Thursday, September 10, 2009

The Joys and Threshholds of Tightwad Happiness - What are yours?

In my free time I sometimes grab a calculator and a Diet Coke, sit down and determine what each day's electric costs and devise strategies to reduce this. Or I might grab a slip of paper to compare the costs of a bowl of oatmeal at home verses a bagel out. I truly enjoy this sort of thing, i.e. what are the real costs of living. And no, I didn't have many dates in high school.;-)

My cell phone finally perished in a drowning accident (I had snuck ice and a diet coke into the movies in my purse and the ice melted all over my forgotten phone) much for cost savings. When I brought it to the repair guy, he sort of snorted at the state it was in (it had long since had several key pads cracked, the antennae cap gone for over a year, and one mysterious wire had escaped and just hung around outside the phone) and said, "This phone will go down in our records as the saddest phone ever."

Similarly, when I whip out my fantastic bargain digital camera (only $5 at a garage sale), I get some strange looks. It is a bit big, clunky and old fashioned looking, and the viewfinder doesn't work, but hey, how hard is it to just look through the peephole?

And I felt the sheer tightwad joy of making that phone last as long as possible and of knowing my camera worked just fine at only a tenth the cost of a new one. So in many areas, I think tight wadding is just plain fun!
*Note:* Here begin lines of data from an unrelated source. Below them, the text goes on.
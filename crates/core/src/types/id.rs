//! Newtype IDs for type-safe entity references.
//!
//! The backend API identifies every entity with an opaque string (for example
//! a 24-character hex object id). Use the `define_id!` macro to create wrappers
//! that prevent accidentally mixing IDs from different entity types.

use thiserror::Error;

/// Maximum accepted length of an entity ID.
pub const MAX_ID_LENGTH: usize = 64;

/// Errors that can occur when parsing an entity ID.
#[derive(Debug, Clone, PartialEq, Eq, Error)]
pub enum IdError {
    /// The input string is empty.
    #[error("id cannot be empty")]
    Empty,
    /// The input string is too long.
    #[error("id must be at most {MAX_ID_LENGTH} characters")]
    TooLong,
    /// The input contains a character that is not safe in a URL path segment.
    #[error("id contains invalid character {0:?}")]
    InvalidChar(char),
}

/// Validate a raw ID string.
///
/// IDs are embedded in storefront and backend URL paths, so only ASCII
/// alphanumerics, `-` and `_` are accepted.
///
/// # Errors
///
/// Returns an error if the value is empty, too long, or contains a character
/// outside the allowed set.
pub fn validate_id(value: &str) -> Result<(), IdError> {
    if value.is_empty() {
        return Err(IdError::Empty);
    }
    if value.len() > MAX_ID_LENGTH {
        return Err(IdError::TooLong);
    }
    if let Some(c) = value
        .chars()
        .find(|c| !(c.is_ascii_alphanumeric() || *c == '-' || *c == '_'))
    {
        return Err(IdError::InvalidChar(c));
    }
    Ok(())
}

/// Macro to define a type-safe ID wrapper.
///
/// Creates a newtype wrapper around `String` with:
/// - `Serialize`/`Deserialize` with `#[serde(transparent)]`
/// - `Debug`, `Clone`, `PartialEq`, `Eq`, `Hash`
/// - `parse()` (validated), `as_str()`, `Display`, `FromStr`, `AsRef<str>`
///
/// # Example
///
/// ```rust
/// # use marketstall_core::define_id;
/// define_id!(WidgetId);
///
/// let id = WidgetId::parse("65a1f0c2e4b0a1b2c3d4e5f6").unwrap();
/// assert_eq!(id.as_str(), "65a1f0c2e4b0a1b2c3d4e5f6");
/// assert!(WidgetId::parse("../etc").is_err());
/// ```
#[macro_export]
macro_rules! define_id {
    ($name:ident) => {
        #[derive(
            Debug,
            Clone,
            PartialEq,
            Eq,
            Hash,
            PartialOrd,
            Ord,
            ::serde::Serialize,
            ::serde::Deserialize
        )]
        #[serde(transparent)]
        pub struct $name(String);

        impl $name {
            /// Parse and validate an ID.
            ///
            /// # Errors
            ///
            /// Returns an error if the value is not a valid entity ID.
            pub fn parse(value: &str) -> ::core::result::Result<Self, $crate::types::id::IdError> {
                $crate::types::id::validate_id(value)?;
                Ok(Self(value.to_owned()))
            }

            /// Get the underlying string value.
            #[must_use]
            pub fn as_str(&self) -> &str {
                &self.0
            }

            /// Consume the ID and return the inner string.
            #[must_use]
            pub fn into_inner(self) -> String {
                self.0
            }
        }

        impl ::core::fmt::Display for $name {
            fn fmt(&self, f: &mut ::core::fmt::Formatter<'_>) -> ::core::fmt::Result {
                f.write_str(&self.0)
            }
        }

        impl ::core::str::FromStr for $name {
            type Err = $crate::types::id::IdError;

            fn from_str(s: &str) -> ::core::result::Result<Self, Self::Err> {
                Self::parse(s)
            }
        }

        impl AsRef<str> for $name {
            fn as_ref(&self) -> &str {
                &self.0
            }
        }
    };
}

define_id!(ProductId);
define_id!(OrderId);
define_id!(UserId);
define_id!(ReviewId);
But not everyone gets this and I've been chastised at times, to the effect "get a life", though usually more politely stated as "Life is short; don't waste it penny pinching."

And this is where I think frugality gets a bad wrap. A true "miser" isn't feeling joy at scoring that cashmere Banana Republic sweater at Goodwill for $4; he's just loathe to part with the $4 at all.

Once the penny pinching or accumulation of wealth REDUCES the quality of life, maybe it is time to lighten up. We do in fact have a limited time on this beautiful planet and as the country western song puts it, "You never see a hearse pulling a U-haul van."

There are certain thresholds, and they differ for each person. We bought five wooded acres behind our house not because it was a good investment, it's not, but as a garden fanatic, the unending opportunities all that space offers has brought me pure joy. When I take my dog and kids on the walking paths, especially after a fresh snow and feel I'm in my own private state park, that is worth the exchange of life energy (a term from the book "Your Money or Your Life" i.e. how many hours of your life you're going to give to paid employment for a purchase.)

And my blond highlights are not cheap, but allow my inner California surfer girl to express herself through the long Wisconsin winters.;-)

My collection of English garden books is a bit excessive, but how I love to curl up with those authors and hear their thoughts each night, only wishing those gorgeous British accents accompanied the printed word.

So I guess it is all about balance. Life IS short, but how fun to check off another milestone in your growing net worth.;-)

So what are YOUR tightwad joys and thresholds?

1 comment:

  1. I like to think of myself as an 'Economizer'!

    I don't wash out too many baggies or save much tinfoil, but do watch carefully what I buy and try very hard not to be wasteful.

    ~L.L.Frugalis, Totally Debt-FREE!

    "Economy is a poor man's revenue; extravagance, a rich man's ruin." ~~??, frontspiece, The American Frugal Housewife, by Lydia Maria Child, Harper & Row, 1836 edition (dedicated to those who are not ashamed of economy).